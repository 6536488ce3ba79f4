use axum::{Router, routing::get};

use crate::modules::students::controller::{
    create_student, delete_student, get_my_student, get_student, list_students, update_student,
};
use crate::state::AppState;

pub fn init_students_router() -> Router<AppState> {
    Router::new()
        .route("/", get(list_students).post(create_student))
        .route("/me", get(get_my_student))
        .route(
            "/{id}",
            get(get_student).put(update_student).delete(delete_student),
        )
}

......

• [What this task involves] From the material above, copy every line where the word "crate" is found.

• [Result of the exercise]
use crate::modules::students::controller::{
use crate::state::AppState;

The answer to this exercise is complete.